- EXERCISE INPUTS:
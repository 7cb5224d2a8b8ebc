//! Realtime chat server: rooms, per-member message fields, live fan-out.
//!
//! Run with:
//! ```not_rust
//! cargo run --bin server
//! cargo run --bin server -- --host 0.0.0.0 --port 3000
//! ```

use std::sync::Arc;

use clap::Parser;

use rumorum::{
    common::{logger::setup_logger, time::SystemClock},
    infrastructure::{pusher::WebSocketFieldPusher, repository::InMemoryRoomRepository},
    ui::Server,
    usecase::{
        CreateRoomUseCase, GetRoomUseCase, JoinRoomUseCase, LeaveRoomUseCase, UpdateFieldUseCase,
    },
};

#[derive(Parser, Debug)]
#[command(name = "server")]
#[command(about = "Realtime ephemeral chat server", long_about = None)]
struct Args {
    /// Host address to bind the server to
    #[arg(short = 'H', long, default_value = "127.0.0.1")]
    host: String,

    /// Port number to bind the server to
    #[arg(short = 'p', long, default_value = "8080")]
    port: u16,
}

#[tokio::main]
async fn main() {
    // Initialize tracing
    setup_logger(env!("CARGO_BIN_NAME"), "debug");

    let args = Args::parse();

    // Initialize dependencies in order:
    // 1. Repository (the in-memory tree store)
    // 2. Pusher (fan-out to subscribed sessions)
    // 3. Clock
    // 4. UseCases
    // 5. Server
    let repository = Arc::new(InMemoryRoomRepository::new());
    let pusher = Arc::new(WebSocketFieldPusher::new());
    let clock = Arc::new(SystemClock);

    let create_room_usecase = Arc::new(CreateRoomUseCase::new(repository.clone(), clock.clone()));
    let get_room_usecase = Arc::new(GetRoomUseCase::new(repository.clone()));
    let join_room_usecase = Arc::new(JoinRoomUseCase::new(
        repository.clone(),
        pusher.clone(),
        clock.clone(),
    ));
    let update_field_usecase = Arc::new(UpdateFieldUseCase::new(
        repository.clone(),
        pusher.clone(),
    ));
    let leave_room_usecase = Arc::new(LeaveRoomUseCase::new(repository, pusher));

    let server = Server::new(
        create_room_usecase,
        get_room_usecase,
        join_room_usecase,
        update_field_usecase,
        leave_room_usecase,
    );

    if let Err(e) = server.run(args.host, args.port).await {
        tracing::error!("Server error: {}", e);
        std::process::exit(1);
    }
}
//! Pusher 実装（購読セッションへのファンアウト）
//!
//! ## 概要
//!
//! このモジュールは `FieldPusher` trait の具体的な実装を提供します。
//!
//! ## 実装
//!
//! - `websocket`: WebSocket 接続ごとのチャンネルを使った実装

pub mod websocket;

pub use websocket::WebSocketFieldPusher;
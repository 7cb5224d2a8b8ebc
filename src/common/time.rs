//! Time-related utilities with clock abstraction for testability.
//!
//! Timestamps are Unix milliseconds in WIB (UTC+7), the application's locale.

use chrono::{DateTime, FixedOffset, TimeZone, Utc};

/// Clock trait for dependency injection and testing
pub trait Clock: Send + Sync {
    /// Get current Unix timestamp in WIB (milliseconds)
    fn now_wib_millis(&self) -> i64;
}

/// System clock implementation (uses actual system time)
#[derive(Debug, Clone, Copy)]
pub struct SystemClock;

impl Clock for SystemClock {
    fn now_wib_millis(&self) -> i64 {
        get_wib_timestamp()
    }
}

/// Fixed clock implementation for testing (returns a fixed time)
#[derive(Debug, Clone, Copy)]
pub struct FixedClock {
    fixed_time: i64,
}

impl FixedClock {
    /// Create a new fixed clock with the given timestamp
    pub fn new(fixed_time_millis: i64) -> Self {
        Self {
            fixed_time: fixed_time_millis,
        }
    }
}

impl Clock for FixedClock {
    fn now_wib_millis(&self) -> i64 {
        self.fixed_time
    }
}

/// Get current Unix timestamp in WIB (milliseconds)
pub fn get_wib_timestamp() -> i64 {
    let wib_offset = FixedOffset::east_opt(7 * 3600).unwrap(); // WIB is UTC+7
    let now_utc = Utc::now();
    let now_wib: DateTime<FixedOffset> = now_utc.with_timezone(&wib_offset);
    now_wib.timestamp_millis()
}

/// Convert Unix timestamp (milliseconds) to WIB RFC 3339 format
///
/// The input may come off the wire, so out-of-range values must not panic;
/// they render as a placeholder instead.
pub fn timestamp_to_wib_rfc3339(timestamp_millis: i64) -> String {
    let wib_offset = FixedOffset::east_opt(7 * 3600).unwrap(); // WIB is UTC+7
    wib_offset
        .timestamp_millis_opt(timestamp_millis)
        .single()
        .map(|dt| dt.to_rfc3339())
        .unwrap_or_else(|| format!("<invalid timestamp: {}>", timestamp_millis))
}

#[cfg(test)]
mod tests {
    use super::*;

    #[test]
    fn test_system_clock_returns_non_zero_timestamp() {
        // テスト項目: SystemClock が 0 以外のタイムスタンプを返す
        // given (前提条件):
        let clock = SystemClock;

        // when (操作):
        let timestamp = clock.now_wib_millis();

        // then (期待する結果):
        assert!(timestamp > 0);
    }

    #[test]
    fn test_system_clock_returns_increasing_timestamps() {
        // テスト項目: SystemClock が呼び出すたびに増加するタイムスタンプを返す
        // given (前提条件):
        let clock = SystemClock;

        // when (操作):
        let timestamp1 = clock.now_wib_millis();
        std::thread::sleep(std::time::Duration::from_millis(10));
        let timestamp2 = clock.now_wib_millis();

        // then (期待する結果):
        assert!(timestamp2 >= timestamp1);
    }

    #[test]
    fn test_fixed_clock_returns_fixed_timestamp() {
        // テスト項目: FixedClock が固定されたタイムスタンプを返す
        // given (前提条件):
        let fixed_time = 1234567890123;
        let clock = FixedClock::new(fixed_time);

        // when (操作):
        let timestamp = clock.now_wib_millis();

        // then (期待する結果):
        assert_eq!(timestamp, fixed_time);
    }

    #[test]
    fn test_timestamp_to_wib_rfc3339_format() {
        // テスト項目: タイムスタンプが正しく RFC 3339 形式に変換される
        // given (前提条件):
        // 2023-01-01 00:00:00 WIB in milliseconds
        let timestamp = 1672506000000;

        // when (操作):
        let result = timestamp_to_wib_rfc3339(timestamp);

        // then (期待する結果):
        assert!(result.starts_with("2023-01-01T00:00:00"));
        assert!(result.contains("+07:00"));
    }

    #[test]
    fn test_timestamp_to_wib_rfc3339_with_out_of_range_value_does_not_panic() {
        // テスト項目: 範囲外のタイムスタンプでもパニックせず
        //             プレースホルダ文字列が返る
        // given (前提条件):
        let timestamp = i64::MAX;

        // when (操作):
        let result = timestamp_to_wib_rfc3339(timestamp);

        // then (期待する結果):
        assert!(result.contains("invalid timestamp"));
    }

    #[test]
    fn test_get_wib_timestamp_returns_positive_value() {
        // テスト項目: get_wib_timestamp が正の値を返す
        // given (前提条件):

        // when (操作):
        let timestamp = get_wib_timestamp();

        // then (期待する結果):
        assert!(timestamp > 0);
    }
}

- ACTIVITY: The answer must be every line of the entries that includes the word "Unix".

- RESPONSE FOR THIS EXERCISE:
//! Timestamps are Unix milliseconds in WIB (UTC+7), the application's locale.
    /// Get current Unix timestamp in WIB (milliseconds)
/// Get current Unix timestamp in WIB (milliseconds)
/// Convert Unix timestamp (milliseconds) to WIB RFC 3339 format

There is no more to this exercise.